Um leigo desavisado que frequente a mídia sensacionalista deve estar impressionado com a quantidade de erros médicos, reportados justamente no momento em que se anunciam os mais modernos avanços tecnológicos que deveriam favorecer o exercício da medicina.
Antes que os mais apressados cogitem um improvável processo de emburrecimento coletivo, algumas questões menos aparentes precisam ser analisadas, porque talvez elas tornem menos obscura a relação do médico com a sociedade, que não tem como dispensá-lo.
No afã de justificar a mudança de afeição da comunidade pela figura do médico, os arautos do modernismo dirão que a medicina atual se tornou mais intervencionista, e que a imperiosa necessidade de estar sempre tomando decisões diagnósticas e terapêuticas implica maior probabilidade de erro.
Os paranoicos atribuirão as denúncias a uma campanha de desmistificação, orquestrada por invejosos que, em gozo de saúde perfeita, cometem a temeridade de acreditar que ficarão assim para sempre.
Os academicistas afirmarão convictos que esses erros refletem apenas o despreparo de nossas escolas médicas, muitas das quais sem as mínimas condições técnicas e pessoais para formar alguém. E todos estarão de alguma maneira corretos, mas uns e outros apenas arranharão a verdade que se oculta atrás do biombo invisível das manifestações aparentemente casuais, inocentes e despretensiosas.
Quem, no entanto, conhece um pouco do passado recente da medicina americana e acredita que a história sempre se repete sabe que há mais do que ânsia de perfeccionismo no ar. As grandes e poderosas companhias de seguro, que assumem o controle da saúde na maioria dos países desenvolvidos, estão também interessadas numa outra e sedutora fatia do mercado: o seguro profissional do médico. E ninguém duvide do que essas empresas são capazes de mover para dar curso aos seus projetos milionários.

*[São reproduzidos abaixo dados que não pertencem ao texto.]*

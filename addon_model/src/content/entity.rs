//! Custom creature definitions.

use serde::{Deserialize, Serialize};
use std::collections::BTreeSet;

use super::{local_name, non_empty, ContentId};
use crate::kinds::{Biome, EntityBehavior};

/// Identifier used when a creature has none.
pub const DEFAULT_ENTITY_IDENTIFIER: &str = "custom_entity";

/// Display name used when a creature has none.
pub const DEFAULT_ENTITY_NAME: &str = "Custom Entity";

/// A user-authored creature.
#[derive(Debug, Clone, PartialEq, Serialize, Deserialize)]
pub struct Entity {
    #[serde(default)]
    pub id: ContentId,
    /// Namespaced identifier, e.g. `my_addon:friendly_golem`.
    #[serde(default)]
    pub identifier: String,
    #[serde(default)]
    pub display_name: String,
    pub health: u32,
    pub attack_damage: u32,
    pub movement_speed: f64,
    #[serde(default)]
    pub spawn_biomes: BTreeSet<Biome>,
    #[serde(default)]
    pub behavior: EntityBehavior,
    #[serde(default)]
    pub description: String,
}

impl Entity {
    /// Create a creature with the builder defaults.
    pub fn new(identifier: impl Into<String>) -> Self {
        Self {
            id: ContentId::new(),
            identifier: identifier.into(),
            display_name: String::new(),
            health: 20,
            attack_damage: 4,
            movement_speed: 0.25,
            spawn_biomes: BTreeSet::new(),
            behavior: EntityBehavior::Passive,
            description: String::new(),
        }
    }

    /// Set the display name.
    pub fn with_display_name(mut self, name: impl Into<String>) -> Self {
        self.display_name = name.into();
        self
    }

    /// Set health.
    pub fn with_health(mut self, health: u32) -> Self {
        self.health = health;
        self
    }

    /// Set attack damage.
    pub fn with_attack_damage(mut self, damage: u32) -> Self {
        self.attack_damage = damage;
        self
    }

    /// Set movement speed.
    pub fn with_movement_speed(mut self, speed: f64) -> Self {
        self.movement_speed = speed;
        self
    }

    /// Set the behavior.
    pub fn with_behavior(mut self, behavior: EntityBehavior) -> Self {
        self.behavior = behavior;
        self
    }

    /// Add spawn biomes.
    pub fn with_biomes(mut self, biomes: impl IntoIterator<Item = Biome>) -> Self {
        self.spawn_biomes.extend(biomes);
        self
    }

    /// Set the description.
    pub fn with_description(mut self, description: impl Into<String>) -> Self {
        self.description = description.into();
        self
    }

    /// Identifier with the empty-field default applied.
    pub fn effective_identifier(&self) -> &str {
        non_empty(&self.identifier, DEFAULT_ENTITY_IDENTIFIER)
    }

    /// Display name with the empty-field default applied.
    pub fn effective_display_name(&self) -> &str {
        non_empty(&self.display_name, DEFAULT_ENTITY_NAME)
    }

    /// Local part of the identifier, used for file and texture names.
    pub fn local_name(&self) -> &str {
        local_name(self.effective_identifier(), DEFAULT_ENTITY_IDENTIFIER)
    }

    /// Check if the creature attacks at all.
    pub fn is_aggressive(&self) -> bool {
        self.behavior == EntityBehavior::Hostile || self.attack_damage > 0
    }
}

#[cfg(test)]
mod tests {
    use super::*;

    #[test]
    fn test_new_entity() {
        let entity = Entity::new("my_addon:golem");
        assert_eq!(entity.health, 20);
        assert_eq!(entity.attack_damage, 4);
        assert_eq!(entity.behavior, EntityBehavior::Passive);
        assert_eq!(entity.local_name(), "golem");
    }

    #[test]
    fn test_empty_fields_use_defaults() {
        let entity = Entity::new("");
        assert_eq!(entity.effective_identifier(), "custom_entity");
        assert_eq!(entity.effective_display_name(), "Custom Entity");
        assert_eq!(entity.local_name(), "custom_entity");
    }

    #[test]
    fn test_aggression() {
        let calm = Entity::new("a:calm").with_attack_damage(0);
        assert!(!calm.is_aggressive());

        let hostile = calm.clone().with_behavior(EntityBehavior::Hostile);
        assert!(hostile.is_aggressive());

        let biter = calm.with_attack_damage(3);
        assert!(biter.is_aggressive());
    }
}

Nos EUA, as constantes denúncias tornaram impossível a qualquer médico trabalhar sem o seu seguro individual, que lhe permita sobreviver às pesadíssimas indenizações requeridas por qualquer dano real ou imaginário.
Inveja-se no Brasil a qualificação tecnológica da medicina americana, mas ignora-se o pesado ônus resultante dos métodos empregados para implantar o sistema vigente por lá.
O clima decorrente da ameaça potencial trouxe duas consequências funestas: a primeira é que a medicina americana é a mais cara do mundo, consumindo 18% do orçamento da nação mais rica do planeta, em grande parte decorrente da atitude defensiva do médico interessado, antes de mais nada, em se precaver.
A segunda é que a relação médico-paciente é impessoal e tão mais rígida quanto mais diferenciado for o paciente, que é sempre visto como um potencial contestador. E o bacharel de porta de hospital, tão ridículo quanto o seu homônimo de porta de cadeia, é o permanente sinalizador de que o pior sempre está por vir.
Como as carências humanas são as mesmas, independentemente de PIBs, hemisférios e latitudes, o paciente americano, que tem acesso à medicina tecnicamente mais qualificada é, paradoxalmente, um grande queixoso. Ele não consegue entender que num pacote tão caro não haja espaço para um pouquinho de afeto!
Como copiadores bem intencionados que assumidamente somos, resta-nos a oportunidade de selecionar os benefícios e deletar a rigidez de relações meramente comerciais, tão contrastantes com a fragilidade de quem está doente, e com a grandeza profissional de quem sempre se encantará com a indescritível euforia de aliviar sofrimento.
E, como cidadãos, cabe-nos desmascarar os inescrupulosos que usam a mídia para, camufladamente, vender um produto que não teriam coragem de anunciar.